◆ WHAT THE TASK ASKS: Please report how many lines in these records contain the string "Sized", and give nothing besides the number.

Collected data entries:
──────────────────────────────

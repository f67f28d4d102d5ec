//! Pixel targets the renderer can draw on

use crate::error::{Result, SmokeError};

/// An RGB8 image the renderer can read and write pixel by pixel
pub trait Canvas {
    /// Width in pixels
    fn width(&self) -> u32;

    /// Height in pixels
    fn height(&self) -> u32;

    /// Reads the color at `(x, y)`
    ///
    /// Callers must check [`Canvas::in_bounds`] first.
    fn get_pixel(&self, x: u32, y: u32) -> [u8; 3];

    /// Writes the color at `(x, y)`
    ///
    /// Callers must check [`Canvas::in_bounds`] first.
    fn set_pixel(&mut self, x: u32, y: u32, color: [u8; 3]);

    /// Whether signed coordinates address a pixel of this canvas
    fn in_bounds(&self, x: i64, y: i64) -> bool {
        x >= 0 && y >= 0 && x < i64::from(self.width()) && y < i64::from(self.height())
    }

    /// Blends `color` into the pixel at `(x, y)` by `ratio`
    fn mix_pixel(&mut self, x: u32, y: u32, color: [u8; 3], ratio: f64) {
        let mixed = mix(self.get_pixel(x, y), color, ratio);
        self.set_pixel(x, y, mixed);
    }
}

/// Linear interpolation from `base` towards `color`, per channel
///
/// `ratio` is clamped to `0.0..=1.0`; `0.0` keeps `base` and `1.0` yields
/// `color`. Results are rounded to the nearest channel value.
pub fn mix(base: [u8; 3], color: [u8; 3], ratio: f64) -> [u8; 3] {
    let t = if ratio.is_nan() {
        0.0
    } else {
        ratio.clamp(0.0, 1.0)
    };

    let mut out = [0u8; 3];
    for ((o, &a), &b) in out.iter_mut().zip(&base).zip(&color) {
        let a = f64::from(a);
        let b = f64::from(b);
        *o = (a + (b - a) * t).round().clamp(0.0, 255.0) as u8;
    }
    out
}

/// Owned, packed, row-major RGB8 frame
#[derive(Debug, Clone, PartialEq, Eq)]
pub struct Rgb8Frame {
    width: u32,
    height: u32,
    data: Vec<u8>,
}

impl Rgb8Frame {
    /// Create a black frame
    pub fn new(width: u32, height: u32) -> Self {
        Self::filled(width, height, [0, 0, 0])
    }

    /// Create a frame filled with one color
    pub fn filled(width: u32, height: u32, color: [u8; 3]) -> Self {
        let pixels = width as usize * height as usize;
        let mut data = Vec::with_capacity(pixels * 3);
        for _ in 0..pixels {
            data.extend_from_slice(&color);
        }
        Self {
            width,
            height,
            data,
        }
    }

    /// Wrap an existing packed RGB8 buffer
    pub fn from_raw(width: u32, height: u32, data: Vec<u8>) -> Result<Self> {
        let expected = width as usize * height as usize * 3;
        if data.len() != expected {
            return Err(SmokeError::InvalidParameters(format!(
                "{width}x{height} RGB frame needs {expected} bytes, got {}",
                data.len()
            )));
        }
        Ok(Self {
            width,
            height,
            data,
        })
    }

    /// The packed pixel data
    pub fn as_raw(&self) -> &[u8] {
        &self.data
    }

    /// Consume the frame, returning the packed pixel data
    pub fn into_raw(self) -> Vec<u8> {
        self.data
    }

    /// Convert into an [`image::RgbImage`]
    #[cfg(feature = "image")]
    pub fn into_image(self) -> image::RgbImage {
        image::RgbImage::from_raw(self.width, self.height, self.data)
            .unwrap_or_else(|| image::RgbImage::new(0, 0))
    }

    #[inline]
    fn offset(&self, x: u32, y: u32) -> usize {
        (y as usize * self.width as usize + x as usize) * 3
    }
}

#[cfg(feature = "image")]
impl From<image::RgbImage> for Rgb8Frame {
    fn from(img: image::RgbImage) -> Self {
        let (width, height) = img.dimensions();
        Self {
            width,
            height,
            data: img.into_raw(),
        }
    }
}

impl Canvas for Rgb8Frame {
    fn width(&self) -> u32 {
        self.width
    }

    fn height(&self) -> u32 {
        self.height
    }

    fn get_pixel(&self, x: u32, y: u32) -> [u8; 3] {
        let i = self.offset(x, y);
        [self.data[i], self.data[i + 1], self.data[i + 2]]
    }

    fn set_pixel(&mut self, x: u32, y: u32, color: [u8; 3]) {
        let i = self.offset(x, y);
        self.data[i..i + 3].copy_from_slice(&color);
    }
}

#[cfg(feature = "image")]
impl Canvas for image::RgbImage {
    fn width(&self) -> u32 {
        image::ImageBuffer::width(self)
    }

    fn height(&self) -> u32 {
        image::ImageBuffer::height(self)
    }

    fn get_pixel(&self, x: u32, y: u32) -> [u8; 3] {
        image::ImageBuffer::get_pixel(self, x, y).0
    }

    fn set_pixel(&mut self, x: u32, y: u32, color: [u8; 3]) {
        self.put_pixel(x, y, image::Rgb(color));
    }
}
//! Main entry point for the pvfx CLI

mod cli;
mod commands;
mod scene;
mod utils;

use anyhow::Result;
use clap::CommandFactory;
use clap::Parser;
use clap_complete::{Generator, generate};
use std::io;

use crate::cli::{Cli, Commands};

fn main() -> Result<()> {
    // Initialize logger
    env_logger::Builder::from_env(env_logger::Env::default().default_filter_or("warn")).init();

    // Parse command line arguments
    let cli = Cli::parse();

    // Set verbosity
    if cli.verbose > 0 {
        log::set_max_level(match cli.verbose {
            1 => log::LevelFilter::Info,
            2 => log::LevelFilter::Debug,
            _ => log::LevelFilter::Trace,
        });
    } else if cli.quiet {
        log::set_max_level(log::LevelFilter::Error);
    }

    // Execute command
    let quiet = cli.quiet;
    match cli.command {
        Commands::Smoke { command } => commands::smoke::execute(command, quiet),

        Commands::Completions { shell } => {
            print_completions(shell, &mut Cli::command());
            Ok(())
        }
    }
}

fn print_completions<G: Generator>(generator: G, cmd: &mut clap::Command) {
    generate(
        generator,
        cmd,
        cmd.get_name().to_string(),
        &mut io::stdout(),
    );
}
//! Command implementations for each effect

pub mod smoke;
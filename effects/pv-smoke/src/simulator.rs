//! Per-frame smoke simulation
//!
//! One call advances a particle cache by exactly one video frame:
//!
//! 1. Load the previous frame's particles (an empty input path starts from
//!    nothing).
//! 2. Spawn `new_per_note` particles above every active note.
//! 3. Move every particle, cull the ones that left the frame or outlived
//!    [`MAX_AGE`](crate::MAX_AGE), and slow the rest down by air resistance.
//! 4. Write the survivors to the output cache.
//!
//! Particle order is preserved: loaded particles first, then spawns per note
//! in note order. The renderer blends overlapping particles in that order.

use log::{debug, trace, warn};
use std::path::Path;

use crate::error::{Result, SmokeError};
use crate::particle::{Fate, Particle};
use crate::random::UniformSource;
use crate::{AIR_RESISTANCE, store};

/// Horizontal interval `[x_start, x_end)` above one active note
#[derive(Debug, Clone, Copy, PartialEq)]
#[cfg_attr(feature = "serde-support", derive(serde::Serialize, serde::Deserialize))]
pub struct SpawnInterval {
    /// Left edge in pixels
    pub x_start: f64,
    /// Right edge in pixels (exclusive)
    pub x_end: f64,
}

impl SpawnInterval {
    /// Create a spawn interval
    pub fn new(x_start: f64, x_end: f64) -> Self {
        Self { x_start, x_end }
    }

    /// Narrow a sampled position to `f32` without landing on `x_end`
    fn position(self, x: f64) -> f32 {
        let x = x as f32;
        let end = self.x_end as f32;
        if self.x_end > self.x_start && x >= end {
            end.next_down()
        } else {
            x
        }
    }
}

/// Uniform velocity range in pixels per second
#[derive(Debug, Clone, Copy, PartialEq)]
#[cfg_attr(feature = "serde-support", derive(serde::Serialize, serde::Deserialize))]
pub struct VelocityRange {
    /// Lower bound
    pub min: f64,
    /// Upper bound
    pub max: f64,
}

impl VelocityRange {
    /// Create a velocity range
    pub fn new(min: f64, max: f64) -> Self {
        Self { min, max }
    }

    /// A range that always yields `velocity`
    pub fn fixed(velocity: f64) -> Self {
        Self::new(velocity, velocity)
    }

    /// The same range in pixels per frame
    fn per_frame(self, fps: f64) -> Self {
        Self::new(self.min / fps, self.max / fps)
    }
}

/// Everything one simulation call needs besides the cache paths
#[derive(Debug, Clone, PartialEq)]
pub struct SimulationParams {
    /// Video frames per second
    pub fps: f64,
    /// Particles spawned per active note per frame
    pub new_per_note: u32,
    /// One spawn interval per active note
    pub notes: Vec<SpawnInterval>,
    /// Vertical spawn position shared by all new particles
    pub y_start: f64,
    /// Initial horizontal velocity range in pixels per second
    pub vx: VelocityRange,
    /// Initial vertical velocity range in pixels per second
    pub vy: VelocityRange,
    /// Frame width in pixels
    pub width: u32,
    /// Frame height in pixels
    pub height: u32,
}

/// Counters describing one simulated frame
#[derive(Debug, Clone, Copy, Default, PartialEq, Eq)]
pub struct SimulationReport {
    /// Particles read from the input cache
    pub loaded: usize,
    /// Particles spawned this frame
    pub spawned: usize,
    /// Particles culled for leaving the frame
    pub out_of_bounds: usize,
    /// Particles culled for exceeding the maximum age
    pub expired: usize,
    /// Particles handed to the output cache
    pub saved: usize,
}

/// Advances smoke particles one frame at a time
#[derive(Debug, Clone)]
pub struct Simulator {
    params: SimulationParams,
    vx: VelocityRange,
    vy: VelocityRange,
    decay: f32,
    dt: f32,
}

impl Simulator {
    /// Create a simulator, validating the parameters
    ///
    /// # Errors
    ///
    /// Returns [`SmokeError::InvalidParameters`] for a non-positive or
    /// non-finite frame rate or spawn height, and [`SmokeError::InvalidRange`]
    /// for a velocity range or note interval with a non-finite bound.
    pub fn new(params: SimulationParams) -> Result<Self> {
        if !(params.fps.is_finite() && params.fps > 0.0) {
            return Err(SmokeError::InvalidParameters(format!(
                "fps must be positive and finite, got {}",
                params.fps
            )));
        }
        if !params.y_start.is_finite() {
            return Err(SmokeError::InvalidParameters(format!(
                "spawn height must be finite, got {}",
                params.y_start
            )));
        }
        check_range("vx", params.vx.min, params.vx.max)?;
        check_range("vy", params.vy.min, params.vy.max)?;
        for note in &params.notes {
            check_range("note", note.x_start, note.x_end)?;
        }

        let vx = params.vx.per_frame(params.fps);
        let vy = params.vy.per_frame(params.fps);
        let decay = AIR_RESISTANCE.powf(1.0 / params.fps) as f32;
        let dt = (1.0 / params.fps) as f32;

        Ok(Self {
            params,
            vx,
            vy,
            decay,
            dt,
        })
    }

    /// The parameters this simulator was built with
    pub fn params(&self) -> &SimulationParams {
        &self.params
    }

    /// Velocity multiplier applied to every surviving particle each frame
    ///
    /// Equal to `AIR_RESISTANCE^(1 / fps)`, so a second of frames always
    /// removes the same share of velocity whatever the frame rate.
    pub fn decay_factor(&self) -> f32 {
        self.decay
    }

    /// Seconds added to a surviving particle's age each frame
    pub fn frame_time(&self) -> f32 {
        self.dt
    }

    /// Append this frame's new particles, returning how many were spawned
    pub fn spawn<R: UniformSource + ?Sized>(
        &self,
        rng: &mut R,
        particles: &mut Vec<Particle>,
    ) -> usize {
        let per_note = self.params.new_per_note as usize;
        particles.reserve(self.params.notes.len() * per_note);

        for note in &self.params.notes {
            for _ in 0..per_note {
                let x = note.position(rng.uniform(note.x_start, note.x_end));
                let vx = rng.uniform(self.vx.min, self.vx.max);
                let vy = rng.uniform(self.vy.min, self.vy.max);
                particles.push(Particle::new(
                    x,
                    self.params.y_start as f32,
                    vx as f32,
                    vy as f32,
                ));
            }
        }
        self.params.notes.len() * per_note
    }

    /// Spawn, integrate and cull one frame in memory
    ///
    /// On return `particles` holds only live particles.
    pub fn step<R: UniformSource + ?Sized>(
        &self,
        rng: &mut R,
        particles: &mut Vec<Particle>,
    ) -> SimulationReport {
        let mut report = SimulationReport {
            spawned: self.spawn(rng, particles),
            ..SimulationReport::default()
        };

        let (width, height) = (self.params.width, self.params.height);
        for particle in particles.iter_mut() {
            match particle.advance(self.decay, self.dt, width, height) {
                Fate::Survived => {}
                Fate::OutOfBounds => {
                    trace!("Particle left the frame at ({}, {})", particle.x, particle.y);
                    report.out_of_bounds += 1;
                }
                Fate::Expired => {
                    trace!("Particle expired at age {}", particle.age);
                    report.expired += 1;
                }
            }
        }

        particles.retain(|p| p.alive);
        report.saved = particles.len();
        report
    }

    /// Simulate one frame from the `input` cache into the `output` cache
    ///
    /// An empty `input` path means there is no previous frame. Unreadable
    /// input and unwritable output are logged and otherwise ignored.
    pub fn simulate<R: UniformSource + ?Sized>(
        &self,
        rng: &mut R,
        input: impl AsRef<Path>,
        output: impl AsRef<Path>,
    ) -> SimulationReport {
        let input = input.as_ref();
        let mut particles = if input.as_os_str().is_empty() {
            Vec::new()
        } else {
            store::load(input)
        };
        let loaded = particles.len();

        let mut report = self.step(rng, &mut particles);
        report.loaded = loaded;

        store::save(output, &particles);
        debug!(
            "Simulated frame: {} loaded, {} spawned, {} left frame, {} expired, {} saved",
            report.loaded, report.spawned, report.out_of_bounds, report.expired, report.saved
        );
        report
    }
}

fn check_range(what: &'static str, min: f64, max: f64) -> Result<()> {
    if min.is_finite() && max.is_finite() {
        Ok(())
    } else {
        Err(SmokeError::InvalidRange { what, min, max })
    }
}

/// Simulate one frame using the thread-local random generator
///
/// Invalid parameters are logged and nothing is written.
pub fn simulate(
    params: SimulationParams,
    input: impl AsRef<Path>,
    output: impl AsRef<Path>,
) -> SimulationReport {
    match Simulator::new(params) {
        Ok(simulator) => simulator.simulate(&mut rand::rng(), input, output),
        Err(e) => {
            warn!("Smoke simulation skipped: {e}");
            SimulationReport::default()
        }
    }
}

/// User-facing smoke settings
///
/// These stay constant over a video; [`SmokeSettings::params`] combines them
/// with the per-frame notes and video format.
#[derive(Debug, Clone, PartialEq)]
#[cfg_attr(
    feature = "serde-support",
    derive(serde::Serialize, serde::Deserialize),
    serde(default)
)]
pub struct SmokeSettings {
    /// Particles spawned per active note per frame
    pub new_per_note: u32,
    /// Initial horizontal velocity in pixels per second
    pub vx: VelocityRange,
    /// Initial vertical velocity in pixels per second
    pub vy: VelocityRange,
    /// Render intensity
    pub intensity: f64,
    /// Spawn height in pixels; the bottom row when unset
    pub y_start: Option<f64>,
}

impl Default for SmokeSettings {
    fn default() -> Self {
        Self {
            new_per_note: 3,
            vx: VelocityRange::new(-60.0, 60.0),
            vy: VelocityRange::new(-120.0, -40.0),
            intensity: 1.0,
            y_start: None,
        }
    }
}

impl SmokeSettings {
    /// Simulation parameters for one frame
    pub fn params(
        &self,
        fps: f64,
        width: u32,
        height: u32,
        notes: Vec<SpawnInterval>,
    ) -> SimulationParams {
        SimulationParams {
            fps,
            new_per_note: self.new_per_note,
            notes,
            y_start: self
                .y_start
                .unwrap_or_else(|| f64::from(height.saturating_sub(1))),
            vx: self.vx,
            vy: self.vy,
            width,
            height,
        }
    }
}
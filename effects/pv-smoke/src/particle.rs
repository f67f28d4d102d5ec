//! Individual smoke particle and its cache record

use std::io::{self, Read, Write};

use crate::MAX_AGE;

/// A single smoke particle
///
/// Positions are in frame pixel space. Velocities are in pixels per simulated
/// frame, not per second.
#[derive(Debug, Clone, Copy, PartialEq)]
#[cfg_attr(feature = "serde-support", derive(serde::Serialize, serde::Deserialize))]
pub struct Particle {
    /// Whether the particle should be persisted and rendered
    pub alive: bool,
    /// Seconds since the particle was spawned
    pub age: f32,
    /// Horizontal position in pixels
    pub x: f32,
    /// Vertical position in pixels
    pub y: f32,
    /// Horizontal velocity in pixels per frame
    pub vx: f32,
    /// Vertical velocity in pixels per frame
    pub vy: f32,
}

/// Outcome of advancing a particle by one frame
#[derive(Debug, Clone, Copy, PartialEq, Eq)]
pub enum Fate {
    /// The particle survived the frame
    Survived,
    /// The particle left the frame
    OutOfBounds,
    /// The particle was already older than [`MAX_AGE`]
    Expired,
}

impl Particle {
    /// Size in bytes of one record in a particle cache
    ///
    /// One flag byte, three padding bytes, then five `f32` fields.
    pub const RECORD_SIZE: usize = 24;

    /// Create a freshly spawned particle
    pub fn new(x: f32, y: f32, vx: f32, vy: f32) -> Self {
        Self {
            alive: true,
            age: 0.0,
            x,
            y,
            vx,
            vy,
        }
    }

    /// Speed in pixels per frame
    #[inline]
    pub fn speed(&self) -> f32 {
        self.vx.hypot(self.vy)
    }

    /// Age as a fraction of [`MAX_AGE`], clamped to `0.0..=1.0`
    #[inline]
    pub fn age_fraction(&self) -> f32 {
        (self.age / MAX_AGE).clamp(0.0, 1.0)
    }

    /// Whether the position lies inside `[0, width) x [0, height)`
    #[inline]
    pub fn in_frame(&self, width: u32, height: u32) -> bool {
        self.x >= 0.0 && self.x < width as f32 && self.y >= 0.0 && self.y < height as f32
    }

    /// Advance the particle by one frame
    ///
    /// Moves the particle by its velocity first. A particle that ends up
    /// outside the frame, or that was already past [`MAX_AGE`], is marked dead
    /// and left otherwise untouched. Survivors have their velocity scaled by
    /// `decay` and their age increased by `dt` seconds.
    pub fn advance(&mut self, decay: f32, dt: f32, width: u32, height: u32) -> Fate {
        self.x += self.vx;
        self.y += self.vy;

        if !self.in_frame(width, height) {
            self.alive = false;
            return Fate::OutOfBounds;
        }
        if self.age > MAX_AGE {
            self.alive = false;
            return Fate::Expired;
        }

        self.vx *= decay;
        self.vy *= decay;
        self.age += dt;
        Fate::Survived
    }

    /// Reads one cache record
    pub fn read<R: Read>(reader: &mut R) -> io::Result<Self> {
        let mut flag = [0u8; 4];
        reader.read_exact(&mut flag)?;

        let mut buf = [0u8; 4];
        let mut fields = [0f32; 5];
        for field in &mut fields {
            reader.read_exact(&mut buf)?;
            *field = f32::from_le_bytes(buf);
        }
        let [age, x, y, vx, vy] = fields;

        Ok(Self {
            alive: flag[0] != 0,
            age,
            x,
            y,
            vx,
            vy,
        })
    }

    /// Writes one cache record
    pub fn write<W: Write>(&self, writer: &mut W) -> io::Result<()> {
        writer.write_all(&[u8::from(self.alive), 0, 0, 0])?;
        writer.write_all(&self.age.to_le_bytes())?;
        writer.write_all(&self.x.to_le_bytes())?;
        writer.write_all(&self.y.to_le_bytes())?;
        writer.write_all(&self.vx.to_le_bytes())?;
        writer.write_all(&self.vy.to_le_bytes())?;
        Ok(())
    }
}
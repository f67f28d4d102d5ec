//! pvfx library
//!
//! Command definitions and helpers behind the `pvfx` binary.

pub mod cli;
pub mod commands;
pub mod scene;
pub mod utils;
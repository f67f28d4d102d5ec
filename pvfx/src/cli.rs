//! Root CLI structure for pvfx

use clap::{Parser, Subcommand};

#[derive(Parser)]
#[command(name = "pvfx")]
#[command(about = "Command-line tools for piano visualizer frame effects", long_about = None)]
#[command(version)]
#[command(author)]
pub struct Cli {
    /// Subcommand to execute
    #[command(subcommand)]
    pub command: Commands,

    /// Verbosity level (can be repeated for more detail)
    #[arg(short, long, action = clap::ArgAction::Count, global = true)]
    pub verbose: u8,

    /// Suppress all output except errors
    #[arg(short, long, global = true)]
    pub quiet: bool,
}

#[derive(Subcommand)]
pub enum Commands {
    /// Smoke particle operations
    Smoke {
        #[command(subcommand)]
        command: crate::commands::smoke::SmokeCommands,
    },

    /// Generate shell completions
    Completions {
        /// Shell to generate completions for
        #[arg(value_enum)]
        shell: clap_complete::Shell,
    },
}
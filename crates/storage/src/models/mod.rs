mod channel_credential;
mod completion;
mod day_template;
mod dispatch;
mod legacy_task;
mod organization;
mod project;
mod ranking;
mod subscription;
mod user;

pub use channel_credential::ChannelCredential;
pub use completion::{CompletionRecord, CompletionStatus};
pub use day_template::DayTemplate;
pub use dispatch::{
    DispatchLog, DispatchOutcome, DispatchTask, DispatchTaskStatus, NewDispatchLog,
};
pub use legacy_task::LegacyProjectTask;
pub use organization::Organization;
pub use project::{DEFAULT_TOTAL_DAYS, Project};
pub use ranking::RankingAggregate;
pub use subscription::{ActiveSubscriber, ProjectSubscription, SubscriberContext};
pub use user::User;
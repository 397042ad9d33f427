use axum::{
    Router,
    middleware::from_fn_with_state,
    routing::{get, post},
};

use crate::middleware::auth::require_api_key;
use crate::state::AppState;

use super::handlers::{import_templates, list_templates};

pub fn routes(state: &AppState) -> Router<AppState> {
    Router::new()
        .route("/:project_id/templates", get(list_templates))
        .route(
            "/:project_id/templates",
            post(import_templates).layer(from_fn_with_state(state.clone(), require_api_key)),
        )
}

──────────────────────────────

◆ TASK RESULT: 3